Exercise brief: Write down exactly the lines of the records below, beginning with the first and ending with the line that includes "rows in the".

Task material:
------------------------------------------------------------------------

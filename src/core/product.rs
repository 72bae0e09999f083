//! Product business logic.
//!
//! Products are the hub of the catalog: they sit in a category, carry a
//! recipe and tag associations, and are what sales point back to. Nothing
//! blocks trashing a product. Purging one sweeps up its owned rows in the
//! same transaction: recipe entries and tag links are deleted outright,
//! while past sales only lose their back-pointer and keep every frozen
//! figure.

use crate::{
    core::{
        lifecycle,
        page::{self, Page},
    },
    entities::{
        Category, Product, ProductIngredient, ProductTag, Sale, Tag, product, product_ingredient,
        product_tag, sale, tag,
    },
    errors::{Error, Result},
};
use sea_orm::{QueryOrder, Set, TransactionTrait, prelude::*, sea_query::Expr};

/// Caller-supplied product fields, shared by create and update.
#[derive(Clone, Debug, Default)]
pub struct ProductDraft {
    /// Display name, unique across the catalog in any state.
    pub name: String,
    /// Free-form description.
    pub description: Option<String>,
    /// Suggested sale price; sales may override it per order.
    pub base_price: Option<Decimal>,
    /// Lead time in days for made-to-order items.
    pub preparation_days: Option<i32>,
    /// Catalog photo location.
    pub image_url: Option<String>,
    /// Whether the product shows up on outward-facing listings.
    pub visible: bool,
    /// Category the product is filed under, if any.
    pub category_id: Option<i64>,
}

fn validate_draft(draft: &ProductDraft) -> Result<()> {
    if let Some(price) = draft.base_price
        && price < Decimal::ZERO
    {
        return Err(Error::InvalidAmount { amount: price });
    }
    if let Some(days) = draft.preparation_days
        && days < 0
    {
        return Err(Error::Validation {
            message: format!("preparation days cannot be negative: {days}"),
        });
    }
    Ok(())
}

/// Creates a new active product from a draft, attributed to `created_by`.
///
/// # Errors
/// Returns an error if:
/// - The name is empty or held by another product in any state
/// - The base price or preparation days are negative
/// - The referenced category is missing or trashed
/// - The database operation fails
pub async fn create_product(
    db: &DatabaseConnection,
    draft: ProductDraft,
    created_by: i64,
) -> Result<product::Model> {
    validate_draft(&draft)?;

    let txn = db.begin().await?;

    lifecycle::ensure_name_available::<Product, _>(&txn, &draft.name, None).await?;
    if let Some(category_id) = draft.category_id {
        lifecycle::get_active::<Category, _>(&txn, category_id).await?;
    }

    let now = chrono::Utc::now();
    let created = product::ActiveModel {
        name: Set(draft.name.trim().to_string()),
        description: Set(draft.description),
        base_price: Set(draft.base_price),
        preparation_days: Set(draft.preparation_days),
        image_url: Set(draft.image_url),
        visible: Set(draft.visible),
        category_id: Set(draft.category_id),
        created_by_id: Set(Some(created_by)),
        created_at: Set(now),
        updated_at: Set(now),
        deleted_at: Set(None),
        deleted_by_id: Set(None),
        ..Default::default()
    }
    .insert(&txn)
    .await?;

    txn.commit().await?;
    Ok(created)
}

/// Replaces the editable fields of an active product with the draft's.
///
/// # Errors
/// Returns the same errors as [`create_product`], plus `NotFound` when the
/// product itself is missing or trashed.
pub async fn update_product(
    db: &DatabaseConnection,
    id: i64,
    draft: ProductDraft,
) -> Result<product::Model> {
    validate_draft(&draft)?;

    let txn = db.begin().await?;

    let existing = lifecycle::get_active::<Product, _>(&txn, id).await?;
    lifecycle::ensure_name_available::<Product, _>(&txn, &draft.name, Some(existing.id)).await?;
    if let Some(category_id) = draft.category_id {
        lifecycle::get_active::<Category, _>(&txn, category_id).await?;
    }

    let mut active: product::ActiveModel = existing.into();
    active.name = Set(draft.name.trim().to_string());
    active.description = Set(draft.description);
    active.base_price = Set(draft.base_price);
    active.preparation_days = Set(draft.preparation_days);
    active.image_url = Set(draft.image_url);
    active.visible = Set(draft.visible);
    active.category_id = Set(draft.category_id);
    active.updated_at = Set(chrono::Utc::now());
    let updated = active.update(&txn).await?;

    txn.commit().await?;
    Ok(updated)
}

/// Moves an active product to the trash. Its recipe, tag links and sales all
/// stay put; only visibility changes.
pub async fn soft_delete_product(
    db: &DatabaseConnection,
    id: i64,
    deleted_by: i64,
) -> Result<product::Model> {
    let txn = db.begin().await?;

    let existing = lifecycle::get_active::<Product, _>(&txn, id).await?;
    lifecycle::mark_trashed::<Product, _>(&txn, existing.id, deleted_by).await?;
    let trashed = lifecycle::get_any_state::<Product, _>(&txn, id).await?;

    txn.commit().await?;
    Ok(trashed)
}

/// Brings a trashed product back to active.
pub async fn restore_product(db: &DatabaseConnection, id: i64) -> Result<product::Model> {
    let txn = db.begin().await?;

    let existing = lifecycle::get_any_state::<Product, _>(&txn, id).await?;
    lifecycle::require_trashed("product", &existing)?;
    lifecycle::ensure_no_active_name_clash::<Product, _>(&txn, &existing.name, existing.id).await?;

    lifecycle::mark_restored::<Product, _>(&txn, existing.id).await?;
    let restored = lifecycle::get_any_state::<Product, _>(&txn, id).await?;

    txn.commit().await?;
    Ok(restored)
}

/// Permanently removes a trashed product along with the rows it owns.
///
/// Recipe entries and tag links are deleted; sales survive with
/// `product_id` cleared and their frozen name and amounts intact.
///
/// # Errors
/// Returns an error if the product is missing, not in the trash, or the
/// database operation fails.
pub async fn purge_product(db: &DatabaseConnection, id: i64) -> Result<()> {
    let txn = db.begin().await?;

    let existing = lifecycle::get_any_state::<Product, _>(&txn, id).await?;
    lifecycle::require_trashed("product", &existing)?;

    ProductIngredient::delete_many()
        .filter(product_ingredient::Column::ProductId.eq(id))
        .exec(&txn)
        .await?;
    ProductTag::delete_many()
        .filter(product_tag::Column::ProductId.eq(id))
        .exec(&txn)
        .await?;
    Sale::update_many()
        .col_expr(sale::Column::ProductId, Expr::value(None::<i64>))
        .filter(sale::Column::ProductId.eq(id))
        .exec(&txn)
        .await?;

    lifecycle::delete_row::<Product, _>(&txn, id).await?;
    txn.commit().await?;
    Ok(())
}

/// Single active product or `NotFound`.
pub async fn get_active_product(db: &DatabaseConnection, id: i64) -> Result<product::Model> {
    lifecycle::get_active::<Product, _>(db, id).await
}

/// Active products, name ascending, paginated.
pub async fn list_active_products(
    db: &DatabaseConnection,
    page: u64,
    per_page: u64,
) -> Result<Page<product::Model>> {
    lifecycle::list_active::<Product, _>(db, page, per_page).await
}

/// Trashed products, most recently trashed first, paginated.
pub async fn list_trashed_products(
    db: &DatabaseConnection,
    page: u64,
    per_page: u64,
) -> Result<Page<product::Model>> {
    lifecycle::list_trashed::<Product, _>(db, page, per_page).await
}

/// Case-insensitive name search over active products, paginated.
pub async fn search_products(
    db: &DatabaseConnection,
    term: &str,
    page: u64,
    per_page: u64,
) -> Result<Page<product::Model>> {
    lifecycle::search_active::<Product, _>(db, term, page, per_page).await
}

/// Active products filed under an active category, name ascending, paginated.
pub async fn list_products_in_category(
    db: &DatabaseConnection,
    category_id: i64,
    page: u64,
    per_page: u64,
) -> Result<Page<product::Model>> {
    lifecycle::get_active::<Category, _>(db, category_id).await?;

    let select = Product::find()
        .filter(product::Column::CategoryId.eq(category_id))
        .filter(product::Column::DeletedAt.is_null())
        .order_by_asc(product::Column::Name);
    page::fetch_page(db, select, page, per_page).await
}

/// Links an active tag to an active product.
///
/// # Errors
/// Returns an error if either side is missing or trashed, if the link
/// already exists, or if the database operation fails.
pub async fn add_tag_to_product(
    db: &DatabaseConnection,
    product_id: i64,
    tag_id: i64,
) -> Result<product_tag::Model> {
    let txn = db.begin().await?;

    lifecycle::get_active::<Product, _>(&txn, product_id).await?;
    lifecycle::get_active::<Tag, _>(&txn, tag_id).await?;

    let existing = find_link(&txn, product_id, tag_id).await?;
    if existing.is_some() {
        return Err(Error::AlreadyTagged { product_id, tag_id });
    }

    let now = chrono::Utc::now();
    let link = product_tag::ActiveModel {
        product_id: Set(product_id),
        tag_id: Set(tag_id),
        created_at: Set(now),
        updated_at: Set(now),
        ..Default::default()
    }
    .insert(&txn)
    .await?;

    txn.commit().await?;
    Ok(link)
}

/// Unlinks a tag from an active product. The tag itself may be in any state;
/// clearing links is how a trashed tag becomes purgeable.
pub async fn remove_tag_from_product(
    db: &DatabaseConnection,
    product_id: i64,
    tag_id: i64,
) -> Result<()> {
    let txn = db.begin().await?;

    lifecycle::get_active::<Product, _>(&txn, product_id).await?;
    let link = find_link(&txn, product_id, tag_id)
        .await?
        .ok_or(Error::NotTagged { product_id, tag_id })?;

    ProductTag::delete_many()
        .filter(product_tag::Column::Id.eq(link.id))
        .exec(&txn)
        .await?;

    txn.commit().await?;
    Ok(())
}

/// Active tags linked to an active product, name ascending.
pub async fn get_product_tags(db: &DatabaseConnection, product_id: i64) -> Result<Vec<tag::Model>> {
    lifecycle::get_active::<Product, _>(db, product_id).await?;

    let mut tags: Vec<tag::Model> = ProductTag::find()
        .filter(product_tag::Column::ProductId.eq(product_id))
        .find_also_related(Tag)
        .all(db)
        .await?
        .into_iter()
        .filter_map(|(_, tag)| tag)
        .filter(|tag| tag.deleted_at.is_none())
        .collect();
    tags.sort_by_key(|tag| tag.name.to_lowercase());
    Ok(tags)
}

/// Active tags not yet linked to the product, name ascending. Picker helper.
pub async fn get_available_tags(
    db: &DatabaseConnection,
    product_id: i64,
) -> Result<Vec<tag::Model>> {
    lifecycle::get_active::<Product, _>(db, product_id).await?;

    let linked: Vec<i64> = ProductTag::find()
        .filter(product_tag::Column::ProductId.eq(product_id))
        .all(db)
        .await?
        .into_iter()
        .map(|link| link.tag_id)
        .collect();

    let mut tags = Tag::find()
        .filter(tag::Column::DeletedAt.is_null())
        .filter(tag::Column::Id.is_not_in(linked))
        .all(db)
        .await?;
    tags.sort_by_key(|tag| tag.name.to_lowercase());
    Ok(tags)
}

/// Active products carrying an active tag, name ascending, paginated.
pub async fn list_products_by_tag(
    db: &DatabaseConnection,
    tag_id: i64,
    page: u64,
    per_page: u64,
) -> Result<Page<product::Model>> {
    lifecycle::get_active::<Tag, _>(db, tag_id).await?;

    let select = tagged_products(db, tag_id).await?;
    page::fetch_page(db, select, page, per_page).await
}

/// How many active products carry an active tag.
pub async fn count_products_by_tag(db: &DatabaseConnection, tag_id: i64) -> Result<u64> {
    lifecycle::get_active::<Tag, _>(db, tag_id).await?;

    let select = tagged_products(db, tag_id).await?;
    select.count(db).await.map_err(Into::into)
}

async fn tagged_products<C>(db: &C, tag_id: i64) -> Result<Select<Product>>
where
    C: ConnectionTrait,
{
    let linked: Vec<i64> = ProductTag::find()
        .filter(product_tag::Column::TagId.eq(tag_id))
        .all(db)
        .await?
        .into_iter()
        .map(|link| link.product_id)
        .collect();

    Ok(Product::find()
        .filter(product::Column::Id.is_in(linked))
        .filter(product::Column::DeletedAt.is_null())
        .order_by_asc(product::Column::Name))
}

async fn find_link<C>(db: &C, product_id: i64, tag_id: i64) -> Result<Option<product_tag::Model>>
where
    C: ConnectionTrait,
{
    ProductTag::find()
        .filter(product_tag::Column::ProductId.eq(product_id))
        .filter(product_tag::Column::TagId.eq(tag_id))
        .one(db)
        .await
        .map_err(Into::into)
}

------------------------------------------------------------------------

Answer below:
filename src/core/product.rs
repository 72bae0e09999f083
//! Product business logic.
//!
//! Products are the hub of the catalog: they sit in a category, carry a
//! recipe and tag associations, and are what sales point back to. Nothing
//! blocks trashing a product. Purging one sweeps up its owned rows in the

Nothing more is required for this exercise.